Since my early 20’s I’ve wanted to do something at the grassroots in sport, specifically for young girls aged 12 to 16. My goal would be to start a program as a charity (volunteer based) where the priority would be to build confidence in young girls through sport. For me, my self image issues started and ended with Triathlon. Having just read “Life without Limits” by Chrissie Wellington (Ironman multi-World Champion and record holder), I know I’m not the only one who has dealt with this. Eating disorders are far too prevalent and so hopefully through this program I could catch girls at a young age to help them love themselves first.
This is where Ironman may be coming into the pictureJ. The sport of triathlon is where I had low self esteem – at the age of 15/16 I was told by coaches that I was fat (I really wasn’t), I had child bearing hips, and that I shouldn’t set unrealistic expectations for myself to be a successful athlete. I went out to prove them wrong when I set my eyes on the Long Course World Championships. I made top 3 in my age-group in 2004 and qualified for the 2005 World Championships. Unfortunately my eating disorder contributed to my failed attempt at completing the race in Denmark. Through rowing I have learned to truly love myself (inside and out), and so by revisiting triathlon I think I will be demonstrating through action that “failures” can turn into “successes” – it would be more about the journey here and less about the result (although my competitive nature may come into play a bitJ). I would like to see if I could set this program up as a charity so that I could raise money for it through the Ironman. Money raised would go towards equipment such as bands, medicine balls, ropes, space etc. Right now I have a head start with the support of Genuine Health products (pre, during and post workout snacks for the girls to use as fuel and recovery) – thank you Genuine Health!

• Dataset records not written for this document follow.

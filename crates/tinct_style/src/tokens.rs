//! Theme token store
//!
//! A [`TokenStore`] is the resolved theme: a flat map from token name to
//! value. Tokens may reference other tokens (`"$other"`); chains are
//! dereferenced iteratively and a revisited token is reported as
//! [`StyleError::CyclicTokenReference`] rather than recursing unbounded.
//!
//! Stores are external artifacts loaded once at provider init and swapped
//! atomically on theme change; widgets never observe a partially updated
//! store.

use rustc_hash::FxHashMap;
use serde::{Deserialize, Serialize};
use smallvec::SmallVec;

use crate::error::StyleError;
use crate::value::{FragmentValue, StyleValue};

/// Flat token name -> value mapping for one theme
#[derive(Clone, Debug, Default, PartialEq, Serialize, Deserialize)]
#[serde(transparent)]
pub struct TokenStore {
    tokens: FxHashMap<String, FragmentValue>,
}

impl TokenStore {
    pub fn new() -> Self {
        Self::default()
    }

    /// Set a token (builder form). `"$other"` values create token-to-token
    /// references.
    #[must_use]
    pub fn set(mut self, name: impl Into<String>, value: impl Into<FragmentValue>) -> Self {
        self.tokens.insert(name.into(), value.into());
        self
    }

    pub fn contains(&self, name: &str) -> bool {
        self.tokens.contains_key(name)
    }

    pub fn len(&self) -> usize {
        self.tokens.len()
    }

    pub fn is_empty(&self) -> bool {
        self.tokens.is_empty()
    }

    pub fn names(&self) -> impl Iterator<Item = &str> {
        self.tokens.keys().map(String::as_str)
    }

    /// Dereference a token to its literal value, following references.
    ///
    /// Returns `Ok(None)` when the chain ends at a name absent from the
    /// store; the caller decides how to report that. A repeated token within
    /// the chain is a [`StyleError::CyclicTokenReference`].
    pub fn resolve(&self, name: &str) -> Result<Option<&StyleValue>, StyleError> {
        let mut chain: SmallVec<[&str; 8]> = SmallVec::new();
        let mut current = name;
        loop {
            if chain.contains(&current) {
                let mut reported: Vec<String> = chain.iter().map(|s| (*s).to_owned()).collect();
                reported.push(current.to_owned());
                return Err(StyleError::CyclicTokenReference {
                    token: name.to_owned(),
                    chain: reported,
                });
            }
            chain.push(current);
            match self.tokens.get(current) {
                None => return Ok(None),
                Some(FragmentValue::Literal(value)) => return Ok(Some(value)),
                Some(FragmentValue::Token(next)) => current = next,
            }
        }
    }
}
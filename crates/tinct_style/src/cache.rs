//! Per-instance resolution memo
//!
//! Resolution is a pure function of `(component, mapping identity, selectors,
//! token-store identity, interaction state)`. Each styled instance keeps the
//! last resolution keyed by that tuple — mapping/token identity is captured
//! as the provider scope's generation counter, which the registry bumps on
//! every swap. Correctness never depends on the cache: a cold cache produces
//! an identical result.

use std::sync::Arc;

use tinct_core::InteractionState;

use crate::resolve::VariantSelectors;
use crate::resolved::ResolvedStyle;

/// Identity of one resolution
#[derive(Clone, Debug, PartialEq, Eq)]
pub struct CacheKey {
    /// Scope generation at resolution time; a theme swap bumps it, so styles
    /// from the previous store can never leak through the cache.
    pub generation: u64,
    pub selectors: VariantSelectors,
    pub interaction: InteractionState,
}

/// Memo of the last resolution for one styled instance
#[derive(Clone, Debug, Default)]
pub struct StyleCache {
    entry: Option<(CacheKey, Arc<ResolvedStyle>)>,
}

impl StyleCache {
    pub fn new() -> Self {
        Self::default()
    }

    pub fn get(&self, key: &CacheKey) -> Option<Arc<ResolvedStyle>> {
        match &self.entry {
            Some((cached, style)) if cached == key => Some(style.clone()),
            _ => None,
        }
    }

    pub fn store(&mut self, key: CacheKey, style: Arc<ResolvedStyle>) {
        self.entry = Some((key, style));
    }

    pub fn invalidate(&mut self) {
        self.entry = None;
    }
}
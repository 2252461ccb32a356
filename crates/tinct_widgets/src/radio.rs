//! Radio and RadioGroup widgets
//!
//! A radio can be selected by a press but never deselected by one; the group
//! owns the selection and drives each member's `checked` prop from its
//! selected index.

use tinct_core::events::event_types;
use tinct_core::{Event, Flag};
use tinct_style::ResolvedStyle;
use tinct_theme::{ThemeError, ThemeRegistry};

use crate::styled::{Dispatch, Presentation, Styled};

/// The grouped style a radio renders
#[derive(Clone, Debug, Default)]
pub struct RadioStyle {
    pub container: ResolvedStyle,
    pub icon: ResolvedStyle,
    pub text: ResolvedStyle,
}

/// Presentation component behind [`Radio`]
pub struct RadioBody {
    label: Option<String>,
    disabled: bool,
    pressed: bool,
    select_requested: bool,
    style: RadioStyle,
}

impl RadioBody {
    fn take_select_request(&mut self) -> bool {
        std::mem::take(&mut self.select_requested)
    }
}

impl Presentation for RadioBody {
    const NAME: &'static str = "Radio";

    fn apply_style(&mut self, style: &ResolvedStyle) {
        self.style = RadioStyle {
            container: style.without_prefixes(&["text", "icon"]),
            icon: style.group("icon"),
            text: style.group("text"),
        };
    }

    fn on_pointer_down(&mut self, dispatch: &mut Dispatch) {
        if !self.disabled {
            self.pressed = true;
            dispatch.dispatch(&[Flag::Active]);
        }
    }

    fn on_pointer_up(&mut self, dispatch: &mut Dispatch) {
        if !self.disabled {
            if self.pressed {
                self.select_requested = true;
            }
            self.pressed = false;
            dispatch.dispatch(&[]);
        }
    }

    fn on_pointer_leave(&mut self, dispatch: &mut Dispatch) {
        self.pressed = false;
        if !self.disabled {
            dispatch.dispatch(&[]);
        }
    }
}

/// Styled radio button
pub struct Radio {
    styled: Styled<RadioBody>,
    checked: bool,
}

impl Radio {
    /// Create a radio mounted under the given registry
    pub fn mount_in(registry: &ThemeRegistry) -> Result<Self, ThemeError> {
        let body = RadioBody {
            label: None,
            disabled: false,
            pressed: false,
            select_requested: false,
            style: RadioStyle::default(),
        };
        Ok(Self {
            styled: Styled::mount_in(body, registry)?,
            checked: false,
        })
    }

    /// Create a radio mounted under the process-wide registry
    pub fn new() -> Result<Self, ThemeError> {
        Self::mount_in(&ThemeRegistry::global())
    }

    pub fn checked(&self) -> bool {
        self.checked
    }

    pub fn style(&self) -> &RadioStyle {
        &self.styled.inner().style
    }

    pub fn set_label(&mut self, label: impl Into<String>) {
        self.styled.inner_mut().label = Some(label.into());
    }

    pub fn label(&self) -> Option<&str> {
        self.styled.inner().label.as_deref()
    }

    pub fn set_checked(&mut self, checked: bool) -> Result<(), ThemeError> {
        self.checked = checked;
        self.styled.set_prop_flag(Flag::Checked, checked)
    }

    pub fn set_disabled(&mut self, disabled: bool) -> Result<(), ThemeError> {
        self.styled.inner_mut().disabled = disabled;
        self.styled.set_disabled(disabled)
    }

    /// Route a raw input event. Returns whether a completed press requested
    /// selection; the owning group acts on it.
    pub fn handle_event(&mut self, event: &Event) -> Result<bool, ThemeError> {
        self.styled.handle_event(event)?;
        if event.event_type == event_types::POINTER_UP {
            return Ok(self.styled.inner_mut().take_select_request());
        }
        Ok(false)
    }

    /// Re-resolve after a theme swap
    pub fn refresh(&mut self) -> Result<(), ThemeError> {
        self.styled.refresh()
    }
}

/// Owns a set of radios and their exclusive selection
pub struct RadioGroup {
    radios: Vec<Radio>,
    selected: Option<usize>,
    on_change: Option<Box<dyn FnMut(usize) + Send>>,
}

impl RadioGroup {
    pub fn new() -> Self {
        Self {
            radios: Vec::new(),
            selected: None,
            on_change: None,
        }
    }

    pub fn push(&mut self, radio: Radio) {
        self.radios.push(radio);
    }

    pub fn len(&self) -> usize {
        self.radios.len()
    }

    pub fn is_empty(&self) -> bool {
        self.radios.is_empty()
    }

    pub fn selected_index(&self) -> Option<usize> {
        self.selected
    }

    pub fn radio(&self, index: usize) -> Option<&Radio> {
        self.radios.get(index)
    }

    /// Fires with the newly selected index after a user press
    pub fn set_on_change<F: FnMut(usize) + Send + 'static>(&mut self, callback: F) {
        self.on_change = Some(Box::new(callback));
    }

    /// Select one member, clearing every other member's checked prop
    pub fn select(&mut self, index: usize) -> Result<(), ThemeError> {
        if index >= self.radios.len() {
            return Ok(());
        }
        self.selected = Some(index);
        for (i, radio) in self.radios.iter_mut().enumerate() {
            radio.set_checked(i == index)?;
        }
        Ok(())
    }

    /// Route an event to one member; a completed press moves the selection
    pub fn handle_event(&mut self, index: usize, event: &Event) -> Result<(), ThemeError> {
        let Some(radio) = self.radios.get_mut(index) else {
            return Ok(());
        };
        if radio.handle_event(event)? {
            self.select(index)?;
            if let Some(callback) = self.on_change.as_mut() {
                callback(index);
            }
        }
        Ok(())
    }
}

impl Default for RadioGroup {
    fn default() -> Self {
        Self::new()
    }
}
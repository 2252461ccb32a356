//! Tinct Widget Library
//!
//! The styled-component composition layer and the core widgets built on it.
//!
//! [`Styled`] binds a presentation component to the style-resolution engine:
//! it owns the instance's interaction state, re-resolves on every prop,
//! theme or dispatch change, and hands the fresh [`tinct_style::ResolvedStyle`]
//! back to the component. Widgets are thin: they translate raw input events
//! into complete interaction descriptions and split the flat resolved style
//! into the groups they render.

pub mod button;
pub mod checkbox;
pub mod icon;
pub mod input;
pub mod menu;
pub mod radio;
pub mod styled;
pub mod text;

pub use button::{button, Button, ButtonStyle};
pub use checkbox::{CheckBox, CheckBoxStyle};
pub use icon::{Icon, IconData, IconPack, IconRegistry};
pub use input::{Input, InputHandle, InputStyle};
pub use menu::{MenuItem, MenuItemStyle};
pub use radio::{Radio, RadioGroup};
pub use styled::{Dispatch, Presentation, Styled};
pub use text::Text;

Stay tuned for more on this.
For now, I’m off to Greece with my husband where I will recover from an amazing journey with rowing. With no need to weigh in every morning I will truly get a chance to enjoy the treats that Greece has to offer, yum!
Thank you all for joining me on this amazing ride!! I truly believe that you can do anything you set your mind to, so hopefully I've helped motivate you to do the same and pursue your dreams.